The common image of Senator Kennedy is of a bloated, red-faced, tottering boulder in tweed and tiny loafers, screaming spittle into the well of the Senate chamber. But at that point in his purgatorio, Senator Kennedy had actually slimmed down, his face had lost its bulberous aspects and gin rumminess, his hair was not yellow, his eyes almost white and bagless, and he appeared to be holding steady with a simple Chardonnay. He looked somewhat svelte, healthy and chipper. But when he tacked into the welcoming hot gusts of wide eyed admiration billowing off the faces of Washington’s most elite and insufferable, in the living room of the Kennedy mansion, next to a piano on which sat a silver framed black and white portrait of the Kennedy clan playing football on the lawn in Hyannis, it took only minutes for him to transform into the red-faced, screaming spittle lion of the Senate, impugning his adversaries and practically questioning whether they deserved to live to see the next day. He denounced Bush. No surprise, really. But he accused him of literally destroying the country and ruining public education in the United States with No Child Left Behind, because it still wasn’t enough money and was framed by the canard of holding schools accountable. Kennedy accused Bush of doing so out of spite and absolute indifference to the future of children. Kennedy promised the assembled that he would not stop until education received the funding necessary to make this country great again. And he tied it to the minimum wage and abortion choice and civil rights and the entire Liberal Litany. This received many righteous head nods among the 20-something teachers in attendance as well as the parents. Strange, heaving stuff, particularly considering that Kennedy had worked so closely with Bush on crafting NCLB and appeared a the bill signing and glad handed all around. At one point, Kennedy simply appeared as a giant red balloon looming over the gathering, with all awaiting its explosion.

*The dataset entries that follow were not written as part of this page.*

//! Start screen: prompt, best score and the achievements button

use super::Button;
use crate::text::{draw_text_shadowed, text_width};
use sdl2::pixels::Color;
use sdl2::rect::Rect;
use sdl2::render::Canvas;
use sdl2::video::Window;

const PROMPT: &str = "PRESS SPACE TO START";

pub struct StartMenu {
    achievements_button: Button,
}

impl StartMenu {
    pub fn new(achievements_button: Rect) -> Self {
        StartMenu {
            achievements_button: Button::new(achievements_button, "ACHIEVEMENTS"),
        }
    }

    pub fn render(
        &self,
        canvas: &mut Canvas<Window>,
        high_score: u32,
        unlocked: usize,
        total: usize,
    ) -> Result<(), String> {
        super::draw_overlay(canvas, 120)?;

        let (screen_width, screen_height) = canvas.logical_size();
        let center_x = (screen_width / 2) as i32;
        let center_y = (screen_height / 2) as i32;

        // Largest scale that still fits the prompt on screen
        let scale = (1..=4)
            .rev()
            .find(|&s| text_width(PROMPT, s) + 40 <= screen_width)
            .unwrap_or(1);
        draw_text_shadowed(canvas, PROMPT, center_x, center_y, Color::RGB(255, 255, 255), scale)?;

        draw_text_shadowed(
            canvas,
            &format!("HIGH SCORE = {}", high_score),
            center_x,
            center_y - 80,
            Color::RGB(255, 220, 90),
            3,
        )?;

        self.achievements_button.render(canvas)?;
        draw_text_shadowed(
            canvas,
            &format!("{}/{} UNLOCKED", unlocked, total),
            center_x,
            center_y + 150,
            Color::RGB(200, 200, 210),
            2,
        )
    }
}
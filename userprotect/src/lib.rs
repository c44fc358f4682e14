// SPDX-License-Identifier: MIT OR Apache-2.0

//! Per-page, per-user permission overrides.
//!
//! Administrators grant ("add") or revoke ("remove") single rights, or all applicable rights at
//! once with the `all` wildcard, for named users on an existing page or on a title which does not
//! exist yet. Whenever an authorization decision is made these overrides are merged into the
//! permissions the user would normally have.
//!
//! The [`Manager`] resolves overrides of a (subject, user) pair, merges them into base
//! permissions and atomically replaces the overrides of a subject when administrators submit
//! changes. Resolutions are cached in a request-scoped [`Session`]. An [`Authorizer`] decorates a
//! base authorization service with the manager and turns the result into a [`Decision`].
//!
//! ```rust
//! # use std::collections::BTreeSet;
//! # use userprotect::{
//! #     Actor, Config, Manager, MemoryDirectory, OverrideSet, Session, TypeRegistry,
//! # };
//! # use userprotect_core::{PageId, RightName, RightType, Subject, UserId, UserName};
//! # use userprotect_store::MemoryStore;
//! # async fn run() -> Result<(), Box<dyn std::error::Error>> {
//! let mut directory = MemoryDirectory::new();
//! directory.insert(UserName::new("carol")?, UserId::new(3));
//!
//! let registry = TypeRegistry::new(&Config::with_restriction_types(&["edit", "move"]));
//! let manager = Manager::new(MemoryStore::new(), directory, registry);
//! let subject = Subject::page(PageId::new(42)?);
//!
//! // Take away all applicable rights from Carol on page 42.
//! let mut overrides = OverrideSet::new();
//! overrides.remove(RightType::All, UserName::new("carol")?);
//! manager.save(&mut Session::new(), &subject, &overrides).await?;
//!
//! let base = BTreeSet::from([RightName::new("edit")?, RightName::new("read")?]);
//! let merged = manager
//!     .merge(&mut Session::new(), &base, &subject, &Actor::User(UserId::new(3)))
//!     .await?;
//! assert_eq!(merged.effective, BTreeSet::from([RightName::new("read")?]));
//! # Ok(())
//! # }
//! ```
pub mod authorizer;
#[cfg(feature = "sqlite")]
mod builder;
pub mod config;
pub mod directory;
mod error;
mod manager;
pub mod merge;
pub mod overrides;
pub mod registry;
pub mod resolver;
mod session;
#[cfg(any(test, feature = "test_utils"))]
pub mod test_utils;

pub use authorizer::{
    Authorizer, BasePermissions, Decision, Denial, DenialReason, PermissionAdjuster,
};
#[cfg(feature = "sqlite")]
pub use builder::ManagerBuilder;
pub use config::Config;
pub use directory::{Actor, MemoryDirectory, UserDirectory, actor_for};
pub use error::{AuthorizationError, OverrideError};
pub use manager::{Manager, SaveOutcome};
pub use merge::MergedPermissions;
pub use overrides::OverrideSet;
pub use registry::TypeRegistry;
pub use resolver::ResolvedOverride;
pub use session::Session;
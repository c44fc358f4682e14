// SPDX-License-Identifier: MIT OR Apache-2.0

use std::fmt::Display;
use std::hash::Hash as StdHash;
use std::str::FromStr;

use serde::{Deserialize, Serialize};
use thiserror::Error;

/// Characters which are never allowed in a user name.
const ILLEGAL_NAME_CHARS: [char; 8] = ['#', '<', '>', '[', ']', '|', '{', '}'];

/// Stable identifier of a registered account.
#[derive(
    Copy, Clone, Debug, PartialEq, Eq, PartialOrd, Ord, StdHash, Serialize, Deserialize,
)]
pub struct UserId(u64);

impl UserId {
    pub fn new(value: u64) -> Self {
        Self(value)
    }

    pub fn get(&self) -> u64 {
        self.0
    }
}

impl From<u64> for UserId {
    fn from(value: u64) -> Self {
        Self(value)
    }
}

impl From<UserId> for u64 {
    fn from(value: UserId) -> Self {
        value.0
    }
}

impl Display for UserId {
    fn fmt(&self, f: &mut std::fmt::Formatter<'_>) -> std::fmt::Result {
        write!(f, "{}", self.0)
    }
}

impl FromStr for UserId {
    type Err = std::num::ParseIntError;

    fn from_str(value: &str) -> Result<Self, Self::Err> {
        Ok(Self(value.parse()?))
    }
}

/// Normalized account name as submitted by administrators.
///
/// Whitespace around the name is trimmed, underscores become spaces, runs of whitespace collapse
/// into one space and the first character is upper-cased. "alice" and " Alice_" are the same
/// user.
#[derive(Clone, Debug, PartialEq, Eq, PartialOrd, Ord, StdHash, Serialize, Deserialize)]
#[serde(try_from = "String", into = "String")]
pub struct UserName(String);

impl UserName {
    pub fn new(name: &str) -> Result<Self, UserNameError> {
        let mut normalized = String::with_capacity(name.len());
        for c in name.chars() {
            if ILLEGAL_NAME_CHARS.contains(&c) || c.is_control() {
                return Err(UserNameError::IllegalCharacter(c));
            }

            let c = if c == '_' || c.is_whitespace() { ' ' } else { c };
            if c == ' ' && (normalized.is_empty() || normalized.ends_with(' ')) {
                continue;
            }
            normalized.push(c);
        }

        let normalized = normalized.trim_end();
        let mut chars = normalized.chars();
        match chars.next() {
            Some(first) => Ok(Self(first.to_uppercase().chain(chars).collect())),
            None => Err(UserNameError::Empty),
        }
    }

    pub fn as_str(&self) -> &str {
        &self.0
    }
}

impl FromStr for UserName {
    type Err = UserNameError;

    fn from_str(value: &str) -> Result<Self, Self::Err> {
        Self::new(value)
    }
}

impl TryFrom<String> for UserName {
    type Error = UserNameError;

    fn try_from(value: String) -> Result<Self, Self::Error> {
        Self::new(&value)
    }
}

impl From<UserName> for String {
    fn from(value: UserName) -> Self {
        value.0
    }
}

impl Display for UserName {
    fn fmt(&self, f: &mut std::fmt::Formatter<'_>) -> std::fmt::Result {
        write!(f, "{}", self.0)
    }
}

#[derive(Error, Debug, Clone, PartialEq, Eq)]
pub enum UserNameError {
    #[error("user name is empty")]
    Empty,

    #[error("user name contains illegal character {0:?}")]
    IllegalCharacter(char),
}

#[cfg(test)]
mod tests {
    use super::{UserName, UserNameError};

    #[test]
    fn normalize_user_names() {
        assert_eq!(UserName::new("alice").unwrap().as_str(), "Alice");
        assert_eq!(UserName::new(" Alice_ ").unwrap(), UserName::new("alice").unwrap());
        assert_eq!(
            UserName::new("mary__jane  doe").unwrap().as_str(),
            "Mary jane doe"
        );
        assert_eq!(UserName::new(" _ "), Err(UserNameError::Empty));
        assert_eq!(
            UserName::new("bob{1}"),
            Err(UserNameError::IllegalCharacter('{'))
        );
    }
}
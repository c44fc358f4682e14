// SPDX-License-Identifier: MIT OR Apache-2.0

use serde::{Deserialize, Serialize};

use crate::{Direction, RightType, Subject, Timestamp, UserId};

/// A single stored override.
///
/// Rows are only ever created by replacing the full override set of a subject. They are never
/// updated in place.
#[derive(Clone, Debug, PartialEq, Eq, Serialize, Deserialize)]
pub struct OverrideRow {
    pub subject: Subject,
    pub right_type: RightType,
    pub user_id: UserId,
    pub direction: Direction,
    pub timestamp: Timestamp,
}

impl OverrideRow {
    pub fn new(
        subject: Subject,
        right_type: RightType,
        user_id: UserId,
        direction: Direction,
        timestamp: Timestamp,
    ) -> Self {
        Self {
            subject,
            right_type,
            user_id,
            direction,
            timestamp,
        }
    }
}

Brooks is absolutely wrong. It was personal and there was a great deal of resentment. Shields is absolutely wrong. Kennedy ascribed no humanity to conservatives. Whatever it was they had agreed to, though, it was apparently not enough; it was not fair. The impression was that compromise was and always would be unacceptable to this man, and any agreement or bipartisanship was something akin to a hudna, a tactical moment of peacemaking, during which you work to defeat your foe during the disadvantage occasioned by the weakness he showed in agreeing to a compromise.

In any event, it should come as no surprise that "Washington" would eulogize with more lies and misrepresentations of Kennedy. It's how they conducted themselves when he was alive.